* **What needs to be done**: Your answer should be the lines of the listing that contain the word "PathBuf".
(Records to use begins)
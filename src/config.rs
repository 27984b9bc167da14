use anyhow::{Context, Result};
use clap::Parser;
use serde::Deserialize;
use std::fmt;
use std::fs;
use std::net::SocketAddr;
use std::path::{Path, PathBuf};
use std::time::Duration;

use crate::ai::DEFAULT_GEMINI_MODEL;
use crate::mail::{Address, MailSettings};
use crate::rate_limit::RateLimitConfig;

const DEFAULT_HTTP_BIND: &str = "127.0.0.1:8080";
const DEFAULT_BASE_URL: &str = "https://www.precisiongauges.in";
const DEFAULT_DATA_DIR: &str = "./data";
const DEFAULT_CONTACT_RATE_LIMIT: u32 = 5;
const DEFAULT_CONTACT_RATE_WINDOW_SECS: u64 = 3600;
const DEFAULT_SITEMAP_REVALIDATE_SECS: u64 = 3600;
const DEFAULT_MAIL_SENDER: &str = "website@precisiongauges.in";
const DEFAULT_MAIL_SENDER_NAME: &str = "Precision Gauges Website";
const DEFAULT_MAIL_RECIPIENT: &str = "sales@precisiongauges.in";
const DEFAULT_SHUTDOWN_TIMEOUT_SECS: u64 = 30;
const POSTS_FILE: &str = "posts.json";

#[derive(Clone)]
pub struct ServerConfig {
    pub http_bind_address: SocketAddr,
    /// Canonical site origin without a trailing slash
    pub base_url: String,
    pub data_dir: PathBuf,
    pub contact_rate_limit: u32,
    pub contact_rate_window_secs: u64,
    pub sitemap_revalidate_secs: u64,
    /// Admin API is disabled when absent
    pub admin_token: Option<String>,
    pub brevo_api_key: Option<String>,
    pub mail_sender: String,
    pub mail_sender_name: String,
    pub mail_recipient: String,
    pub gemini_api_key: Option<String>,
    pub gemini_model: String,
    pub graceful_shutdown_timeout_secs: u64,
}

impl Default for ServerConfig {
    fn default() -> Self {
        Self {
            http_bind_address: default_bind(),
            base_url: DEFAULT_BASE_URL.to_string(),
            data_dir: PathBuf::from(DEFAULT_DATA_DIR),
            contact_rate_limit: DEFAULT_CONTACT_RATE_LIMIT,
            contact_rate_window_secs: DEFAULT_CONTACT_RATE_WINDOW_SECS,
            sitemap_revalidate_secs: DEFAULT_SITEMAP_REVALIDATE_SECS,
            admin_token: None,
            brevo_api_key: None,
            mail_sender: DEFAULT_MAIL_SENDER.to_string(),
            mail_sender_name: DEFAULT_MAIL_SENDER_NAME.to_string(),
            mail_recipient: DEFAULT_MAIL_RECIPIENT.to_string(),
            gemini_api_key: None,
            gemini_model: DEFAULT_GEMINI_MODEL.to_string(),
            graceful_shutdown_timeout_secs: DEFAULT_SHUTDOWN_TIMEOUT_SECS,
        }
    }
}

// Secrets are reported as present or absent only.
impl fmt::Debug for ServerConfig {
    fn fmt(&self, f: &mut fmt::Formatter<'_>) -> fmt::Result {
        f.debug_struct("ServerConfig")
            .field("http_bind_address", &self.http_bind_address)
            .field("base_url", &self.base_url)
            .field("data_dir", &self.data_dir)
            .field("contact_rate_limit", &self.contact_rate_limit)
            .field("contact_rate_window_secs", &self.contact_rate_window_secs)
            .field("sitemap_revalidate_secs", &self.sitemap_revalidate_secs)
            .field("admin_token", &redacted(&self.admin_token))
            .field("brevo_api_key", &redacted(&self.brevo_api_key))
            .field("mail_sender", &self.mail_sender)
            .field("mail_recipient", &self.mail_recipient)
            .field("gemini_api_key", &redacted(&self.gemini_api_key))
            .field("gemini_model", &self.gemini_model)
            .field(
                "graceful_shutdown_timeout_secs",
                &self.graceful_shutdown_timeout_secs,
            )
            .finish()
    }
}

fn redacted(secret: &Option<String>) -> &'static str {
    if secret.is_some() { "<set>" } else { "<unset>" }
}

fn default_bind() -> SocketAddr {
    DEFAULT_HTTP_BIND
        .parse()
        .expect("default bind address valid")
}

fn non_empty(value: Option<String>) -> Option<String> {
    value
        .map(|v| v.trim().to_string())
        .filter(|v| !v.is_empty())
}

impl ServerConfig {
    pub fn from_args(args: CliArgs) -> Result<Self> {
        let CliArgs {
            config,
            http_bind: cli_http_bind,
            base_url: cli_base_url,
            data_dir: cli_data_dir,
            contact_rate_limit: cli_contact_rate_limit,
            contact_rate_window_secs: cli_contact_rate_window_secs,
            sitemap_revalidate_secs: cli_sitemap_revalidate_secs,
            admin_token: cli_admin_token,
            brevo_api_key: cli_brevo_api_key,
            mail_sender: cli_mail_sender,
            mail_recipient: cli_mail_recipient,
            gemini_api_key: cli_gemini_api_key,
            gemini_model: cli_gemini_model,
            graceful_shutdown_timeout_secs: cli_shutdown_timeout,
        } = args;

        let file_config = if let Some(path) = config.as_ref() {
            load_config_file(path)?
        } else {
            PartialConfig::default()
        };

        let PartialConfig {
            http_bind: file_http_bind,
            base_url: file_base_url,
            data_dir: file_data_dir,
            contact_rate_limit: file_contact_rate_limit,
            contact_rate_window_secs: file_contact_rate_window_secs,
            sitemap_revalidate_secs: file_sitemap_revalidate_secs,
            admin_token: file_admin_token,
            brevo_api_key: file_brevo_api_key,
            mail_sender: file_mail_sender,
            mail_sender_name: file_mail_sender_name,
            mail_recipient: file_mail_recipient,
            gemini_api_key: file_gemini_api_key,
            gemini_model: file_gemini_model,
            graceful_shutdown_timeout_secs: file_shutdown_timeout,
        } = file_config;

        let defaults = Self::default();
        let base_url = cli_base_url
            .or(file_base_url)
            .unwrap_or(defaults.base_url)
            .trim()
            .trim_end_matches('/')
            .to_string();

        let config = Self {
            http_bind_address: cli_http_bind
                .or(file_http_bind)
                .unwrap_or(defaults.http_bind_address),
            base_url,
            data_dir: cli_data_dir.or(file_data_dir).unwrap_or(defaults.data_dir),
            contact_rate_limit: cli_contact_rate_limit
                .or(file_contact_rate_limit)
                .unwrap_or(defaults.contact_rate_limit),
            contact_rate_window_secs: cli_contact_rate_window_secs
                .or(file_contact_rate_window_secs)
                .unwrap_or(defaults.contact_rate_window_secs),
            sitemap_revalidate_secs: cli_sitemap_revalidate_secs
                .or(file_sitemap_revalidate_secs)
                .unwrap_or(defaults.sitemap_revalidate_secs),
            admin_token: non_empty(cli_admin_token.or(file_admin_token)),
            brevo_api_key: non_empty(cli_brevo_api_key.or(file_brevo_api_key)),
            mail_sender: non_empty(cli_mail_sender.or(file_mail_sender))
                .unwrap_or(defaults.mail_sender),
            mail_sender_name: non_empty(file_mail_sender_name)
                .unwrap_or(defaults.mail_sender_name),
            mail_recipient: non_empty(cli_mail_recipient.or(file_mail_recipient))
                .unwrap_or(defaults.mail_recipient),
            gemini_api_key: non_empty(cli_gemini_api_key.or(file_gemini_api_key)),
            gemini_model: non_empty(cli_gemini_model.or(file_gemini_model))
                .unwrap_or(defaults.gemini_model),
            graceful_shutdown_timeout_secs: cli_shutdown_timeout
                .or(file_shutdown_timeout)
                .unwrap_or(defaults.graceful_shutdown_timeout_secs),
        };

        config.validate()?;
        Ok(config)
    }

    pub fn validate(&self) -> Result<()> {
        anyhow::ensure!(
            self.contact_rate_limit > 0,
            "contact_rate_limit must be at least 1"
        );
        anyhow::ensure!(
            self.contact_rate_window_secs > 0,
            "contact_rate_window_secs must be at least 1"
        );

        let parsed = url::Url::parse(&self.base_url)
            .with_context(|| format!("base_url {:?} is not a valid URL", self.base_url))?;
        anyhow::ensure!(
            matches!(parsed.scheme(), "http" | "https"),
            "base_url {:?} must use http or https",
            self.base_url
        );
        anyhow::ensure!(
            parsed.host_str().is_some(),
            "base_url {:?} has no host",
            self.base_url
        );

        anyhow::ensure!(
            self.mail_sender.contains('@') && self.mail_recipient.contains('@'),
            "mail_sender and mail_recipient must be email addresses"
        );
        Ok(())
    }

    pub fn posts_path(&self) -> PathBuf {
        self.data_dir.join(POSTS_FILE)
    }

    pub fn rate_limit_config(&self) -> RateLimitConfig {
        RateLimitConfig {
            max_requests: self.contact_rate_limit,
            window: Duration::from_secs(self.contact_rate_window_secs),
        }
    }

    pub fn mail_settings(&self) -> MailSettings {
        MailSettings {
            sender: Address {
                email: self.mail_sender.clone(),
                name: Some(self.mail_sender_name.clone()),
            },
            recipient: Address {
                email: self.mail_recipient.clone(),
                name: None,
            },
        }
    }

    pub fn shutdown_timeout(&self) -> Duration {
        Duration::from_secs(self.graceful_shutdown_timeout_secs)
    }
}

#[derive(Parser, Debug, Default, Clone)]
#[command(
    name = "gauge-site",
    about = "Precision gauge marketing site and blog backend",
    version
)]
pub struct CliArgs {
    #[arg(
        long,
        value_name = "FILE",
        help = "Path to a configuration file (YAML or JSON)",
        global = true
    )]
    pub config: Option<PathBuf>,

    #[arg(
        long,
        env = "GAUGE_SITE_HTTP_BIND",
        value_name = "ADDR",
        help = "HTTP bind address"
    )]
    pub http_bind: Option<SocketAddr>,

    #[arg(
        long,
        env = "GAUGE_SITE_BASE_URL",
        value_name = "URL",
        help = "Public site origin used in the sitemap"
    )]
    pub base_url: Option<String>,

    #[arg(
        long,
        env = "GAUGE_SITE_DATA_DIR",
        value_name = "DIR",
        help = "Directory holding posts.json"
    )]
    pub data_dir: Option<PathBuf>,

    #[arg(
        long,
        env = "GAUGE_SITE_CONTACT_RATE_LIMIT",
        value_name = "N",
        help = "Contact submissions allowed per client and window",
        value_parser = clap::value_parser!(u32)
    )]
    pub contact_rate_limit: Option<u32>,

    #[arg(
        long,
        env = "GAUGE_SITE_CONTACT_RATE_WINDOW_SECS",
        value_name = "SECS",
        help = "Length of the contact rate limit window",
        value_parser = clap::value_parser!(u64)
    )]
    pub contact_rate_window_secs: Option<u64>,

    #[arg(
        long,
        env = "GAUGE_SITE_SITEMAP_REVALIDATE_SECS",
        value_name = "SECS",
        help = "Cache lifetime advertised for sitemap.xml",
        value_parser = clap::value_parser!(u64)
    )]
    pub sitemap_revalidate_secs: Option<u64>,

    #[arg(
        long,
        env = "GAUGE_SITE_ADMIN_TOKEN",
        value_name = "TOKEN",
        hide_env_values = true,
        help = "Bearer token for the admin API"
    )]
    pub admin_token: Option<String>,

    #[arg(
        long,
        env = "GAUGE_SITE_BREVO_API_KEY",
        value_name = "KEY",
        hide_env_values = true,
        help = "Brevo API key; notifications are only logged without it"
    )]
    pub brevo_api_key: Option<String>,

    #[arg(
        long,
        env = "GAUGE_SITE_MAIL_SENDER",
        value_name = "EMAIL",
        help = "From address for notifications"
    )]
    pub mail_sender: Option<String>,

    #[arg(
        long,
        env = "GAUGE_SITE_MAIL_RECIPIENT",
        value_name = "EMAIL",
        help = "Where contact notifications are sent"
    )]
    pub mail_recipient: Option<String>,

    #[arg(
        long,
        env = "GAUGE_SITE_GEMINI_API_KEY",
        value_name = "KEY",
        hide_env_values = true,
        help = "Gemini API key; draft generation is disabled without it"
    )]
    pub gemini_api_key: Option<String>,

    #[arg(
        long,
        env = "GAUGE_SITE_GEMINI_MODEL",
        value_name = "MODEL",
        help = "Gemini model used for drafts"
    )]
    pub gemini_model: Option<String>,

    #[arg(
        long,
        env = "GAUGE_SITE_SHUTDOWN_TIMEOUT_SECS",
        value_name = "SECS",
        help = "How long to wait for in-flight work on shutdown",
        value_parser = clap::value_parser!(u64)
    )]
    pub graceful_shutdown_timeout_secs: Option<u64>,
}

#[derive(Debug, Default, Deserialize)]
struct PartialConfig {
    http_bind: Option<SocketAddr>,
    base_url: Option<String>,
    data_dir: Option<PathBuf>,
    contact_rate_limit: Option<u32>,
    contact_rate_window_secs: Option<u64>,
    sitemap_revalidate_secs: Option<u64>,
    admin_token: Option<String>,
    brevo_api_key: Option<String>,
    mail_sender: Option<String>,
    mail_sender_name: Option<String>,
    mail_recipient: Option<String>,
    gemini_api_key: Option<String>,
    gemini_model: Option<String>,
    graceful_shutdown_timeout_secs: Option<u64>,
}

fn load_config_file(path: &Path) -> Result<PartialConfig> {
    if !path.exists() {
        anyhow::bail!("config file {:?} does not exist", path);
    }
    let contents = fs::read_to_string(path)
        .with_context(|| format!("failed to read config file {:?}", path))?;
    let ext = path
        .extension()
        .and_then(|os| os.to_str())
        .unwrap_or("")
        .to_ascii_lowercase();

    let parsed = match ext.as_str() {
        "yaml" | "yml" => serde_yaml::from_str(&contents)
            .with_context(|| format!("failed to parse YAML config {:?}", path))?,
        "json" => serde_json::from_str(&contents)
            .with_context(|| format!("failed to parse JSON config {:?}", path))?,
        other => anyhow::bail!("unsupported config extension: {other}"),
    };
    Ok(parsed)
}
(Records to use ends)
* **Result for this task**:
use std::path::{Path, PathBuf};
    pub data_dir: PathBuf,
            data_dir: PathBuf::from(DEFAULT_DATA_DIR),
    pub fn posts_path(&self) -> PathBuf {
    pub config: Option<PathBuf>,
    pub data_dir: Option<PathBuf>,
    data_dir: Option<PathBuf>,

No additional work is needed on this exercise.